The starting point that leads toward fostering a healthier workplace begins with “rumbling with vulnerability,” to which Brown dedicates a large chunk of the book. While vulnerability isn’t “the first step to betrayal,” she argues, it’s also not about oversharing. Boundaries are important, and thoughtful leaders—those who open their hearts to their team members—need to set boundaries about what’s okay to share. She writes, “Vulnerability without boundaries is not vulnerability. It might be fear or anxiety. We have to think about why we’re sharing and, equally important, with whom. What are their roles? What is our role? Is this sharing productive and appropriate?”
She stresses that vulnerability is not a sympathy-seeking tool, something used to manipulate and shirk responsibility. Ironically, Brown readily admits to feeling resistance to vulnerability while recognizing the role shame plays in her own behavior—a bit of personal candor that humanizes Brown while reinforcing the idea that embracing vulnerability doesn’t come easy.
If you’re a cynic—which Brown describes as a “numbing” behavior that destroys vulnerability—then fully engaging in this book might be tough sell, at least at first. But cynicism, along with viewing business as a zero-sum game, weaponizing fear and uncertainty, and tolerating discrimination, are all unhealthy means of self-protection that lead to armored leadership.
“The irony across all self-protection is that at the same time as we’re all worrying about machine learning and artificial intelligence taking jobs and dehumanizing work, we’re intentionally or unintentionally creating cultures that, instead of leveraging the unique gifts of the human heart like vulnerability, empathy, and emotional literacy, are trying to lock those gifts away,” Brown writes.
She talks about the concept of trust using the metaphor of a jar filled with marbles—that the seemingly small, everyday acts of kindness and vulnerability build trust one marble at a time, strengthening connection. Betraying that trust costs a whole handful of marbles. “It is earned not through heroic deeds, or even highly visible actions, but through paying attention, listening, and gestures of genuine care and connection,” Brown says.
Frank Herbert once wrote in Dune that “fear is the mind-killer”; for Brown, shame is the courage-killer. And evidence that shame is doing its worst is all around, whether it’s selling vaporware or fudging emissions numbers. As Brown argues, shame—“I’m not good enough, I’m an imposter, I’m a failure”—constantly undermines the important skills needed to lead well.

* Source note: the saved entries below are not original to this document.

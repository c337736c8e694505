//! Business inspection commands.
//!
//! These load the registry the same way the storefront does, then log what
//! they find as structured events or pretty JSON.

use std::path::PathBuf;

use tracing::info;

use marketstall_core::{Email, Slug};
use marketstall_storefront::config::StorefrontConfig;
use marketstall_storefront::state::AppState;

use crate::View;

/// Load application state, preferring `seed` over the configured seed file.
fn load_state(seed: Option<PathBuf>) -> Result<AppState, Box<dyn std::error::Error>> {
    let mut config = StorefrontConfig::from_env()?;
    if seed.is_some() {
        config.seed_file = seed;
    }
    Ok(AppState::from_config(config)?)
}

/// List every business with its lifecycle state.
///
/// # Errors
///
/// Returns an error if the registry cannot be loaded.
pub fn list(seed: Option<PathBuf>) -> Result<(), Box<dyn std::error::Error>> {
    let state = load_state(seed)?;
    let businesses = state.registry().all()?;

    info!(count = businesses.len(), "Businesses");
    for business in &businesses {
        info!(
            id = %business.id,
            slug = %business.slug,
            owner = %business.owner.email,
            lifecycle = %business.lifecycle(),
            version = business.version,
            "{}",
            business.name
        );
    }
    Ok(())
}

/// Log the resolved settings of the business at `slug` as JSON.
///
/// # Errors
///
/// Returns an error if the slug is malformed, no business has it, or the
/// registry cannot be loaded.
pub async fn show(
    slug: &str,
    view: View,
    seed: Option<PathBuf>,
) -> Result<(), Box<dyn std::error::Error>> {
    let slug = Slug::parse(slug)?;
    let state = load_state(seed)?;

    let resolved = match view {
        View::Effective => state.views().effective_by_slug(&slug).await?,
        View::Draft => match state.registry().get_by_slug(&slug)? {
            Some(business) => state.views().draft_for(business.id)?,
            None => None,
        },
    };
    let resolved = resolved.ok_or_else(|| format!("No business with slug {slug}"))?;

    info!("{}", serde_json::to_string_pretty(&resolved)?);
    Ok(())
}

/// List businesses owned by `email`.
///
/// # Errors
///
/// Returns an error if the email is malformed or the registry cannot be
/// loaded.
pub fn owned(email: &str, seed: Option<PathBuf>) -> Result<(), Box<dyn std::error::Error>> {
    let email = Email::parse(email)?;
    let state = load_state(seed)?;
    let businesses = state.registry().businesses_for_owner(&email)?;

    if businesses.is_empty() {
        info!(owner = %email, "No businesses for this owner");
        return Ok(());
    }

    info!(owner = %email, count = businesses.len(), "Owned businesses");
    for business in &businesses {
        info!(
            id = %business.id,
            slug = %business.slug,
            lifecycle = %business.lifecycle(),
            "{}",
            business.name
        );
    }
    Ok(())
}
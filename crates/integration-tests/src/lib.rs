//! Integration tests for Marketstall.
//!
//! # Running Tests
//!
//! ```bash
//! cargo test -p marketstall-integration-tests
//! ```
//!
//! # Test Categories
//!
//! - `draft_publish` - lifecycle and resolver properties across crates
//! - `storefront_http` - public routes through the full router
//! - `vendor_http` - demo login, tenant selection and editing over HTTP
//!
//! HTTP tests drive the axum router in-process with
//! [`tower::ServiceExt::oneshot`]; no sockets are opened.

#![allow(clippy::missing_panics_doc)]

use std::sync::Arc;

use axum::{
    Router,
    body::Body,
    http::{HeaderMap, Method, Request, StatusCode, header},
};
use serde_json::Value;
use tower::ServiceExt;

use marketstall_storefront::config::StorefrontConfig;
use marketstall_storefront::registry::InMemoryRegistry;
use marketstall_storefront::state::AppState;

/// Owns green-leaf-market and harbor-books in the demo seed.
pub const MAYA: &str = "maya@greenleaf.example";
/// Owns copper-kettle-coffee in the demo seed.
pub const JONAS: &str = "jonas@copperkettle.example";

/// Application state over a fresh copy of the demo businesses.
#[must_use]
pub fn demo_state() -> AppState {
    let registry = InMemoryRegistry::demo().expect("demo seed loads");
    AppState::new(StorefrontConfig::default(), Arc::new(registry))
}

/// A response with its body decoded as JSON (`Value::Null` when empty).
#[derive(Debug)]
pub struct TestResponse {
    pub status: StatusCode,
    pub headers: HeaderMap,
    pub json: Value,
}

impl TestResponse {
    /// The version carried in the `ETag` header.
    #[must_use]
    pub fn etag_version(&self) -> Option<u64> {
        self.headers
            .get(header::ETAG)?
            .to_str()
            .ok()?
            .trim_matches('"')
            .parse()
            .ok()
    }
}

/// A browser-like client that keeps the session cookie between requests.
pub struct TestClient {
    app: Router,
    cookie: Option<String>,
}

impl TestClient {
    /// Create a client over the full application router.
    #[must_use]
    pub fn new(state: AppState) -> Self {
        Self {
            app: marketstall_storefront::app(state),
            cookie: None,
        }
    }

    /// A second client sharing the same application but not the cookie.
    #[must_use]
    pub fn fresh(&self) -> Self {
        Self {
            app: self.app.clone(),
            cookie: None,
        }
    }

    pub async fn get(&mut self, uri: &str) -> TestResponse {
        self.send(Method::GET, uri, None, &[]).await
    }

    pub async fn post(&mut self, uri: &str, body: Option<Value>) -> TestResponse {
        self.send(Method::POST, uri, body, &[]).await
    }

    pub async fn delete(&mut self, uri: &str) -> TestResponse {
        self.send(Method::DELETE, uri, None, &[]).await
    }

    /// Log in through the demo auth route.
    pub async fn login(&mut self, email: &str) -> TestResponse {
        self.post("/auth/login", Some(serde_json::json!({ "email": email })))
            .await
    }

    /// Send a request, carrying and updating the session cookie.
    pub async fn send(
        &mut self,
        method: Method,
        uri: &str,
        body: Option<Value>,
        headers: &[(&str, &str)],
    ) -> TestResponse {
        let mut builder = Request::builder().method(method).uri(uri);
        if let Some(cookie) = &self.cookie {
            builder = builder.header(header::COOKIE, cookie);
        }
        for (name, value) in headers {
            builder = builder.header(*name, *value);
        }

        let request = match body {
            Some(json) => builder
                .header(header::CONTENT_TYPE, "application/json")
                .body(Body::from(json.to_string())),
            None => builder.body(Body::empty()),
        }
        .expect("valid request");

        let response = self
            .app
            .clone()
            .oneshot(request)
            .await
            .expect("router is infallible");

        if let Some(set_cookie) = response
            .headers()
            .get(header::SET_COOKIE)
            .and_then(|v| v.to_str().ok())
        {
            self.cookie = if set_cookie.contains("Max-Age=0") {
                None
            } else {
                set_cookie.split(';').next().map(str::to_string)
            };
        }

        let status = response.status();
        let headers = response.headers().clone();
        let bytes = axum::body::to_bytes(response.into_body(), usize::MAX)
            .await
            .expect("body reads");
        let json = if bytes.is_empty() {
            Value::Null
        } else {
            serde_json::from_slice(&bytes)
                .unwrap_or_else(|_| Value::String(String::from_utf8_lossy(&bytes).into_owned()))
        };

        TestResponse {
            status,
            headers,
            json,
        }
    }
}
//! Marketstall storefront library.
//!
//! This crate provides the public storefront and vendor portal as a library,
//! allowing them to be tested and reused.

#![cfg_attr(not(test), forbid(unsafe_code))]

pub mod config;
pub mod error;
pub mod middleware;
pub mod models;
pub mod registry;
pub mod routes;
pub mod services;
pub mod state;

use std::time::Duration;

use axum::{Router, middleware::from_fn, routing::get};
use tower_http::trace::{DefaultOnResponse, OnResponse, TraceLayer};
use tracing::Span;

use state::AppState;

/// Build the application router with its middleware stack.
///
/// Sentry layers are added by the binary so tests can drive the router
/// without a Sentry client.
pub fn app(state: AppState) -> Router {
    let session_layer = middleware::create_session_layer(state.config());

    Router::new()
        .route("/health", get(health))
        .merge(routes::routes())
        .layer(session_layer)
        .layer(from_fn(middleware::request_id_middleware))
        .layer(
            TraceLayer::new_for_http()
                .make_span_with(|request: &axum::http::Request<_>| {
                    tracing::info_span!(
                        "http_request",
                        method = %request.method(),
                        uri = %request.uri(),
                        request_id = tracing::field::Empty,
                        status = tracing::field::Empty,
                        latency_ms = tracing::field::Empty,
                    )
                })
                .on_response(
                    |response: &axum::http::Response<_>, latency: Duration, span: &Span| {
                        span.record("status", response.status().as_u16());
                        span.record(
                            "latency_ms",
                            u64::try_from(latency.as_millis()).unwrap_or(u64::MAX),
                        );
                        DefaultOnResponse::default().on_response(response, latency, span);
                    },
                ),
        )
        .with_state(state)
}

/// Liveness health check endpoint.
async fn health() -> &'static str {
    "ok"
}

“Don’t let what looks like a bloated ego and narcissism fool you into thinking there’s a lack of shame. Shame and fear are almost always driving that unethical behavior. . . I define narcissism as the shame-based fear of being ordinary,” she writes. In that context, it’s difficult to not see that statement as an oblique comment on any number of leaders—including the current occupant of the White House.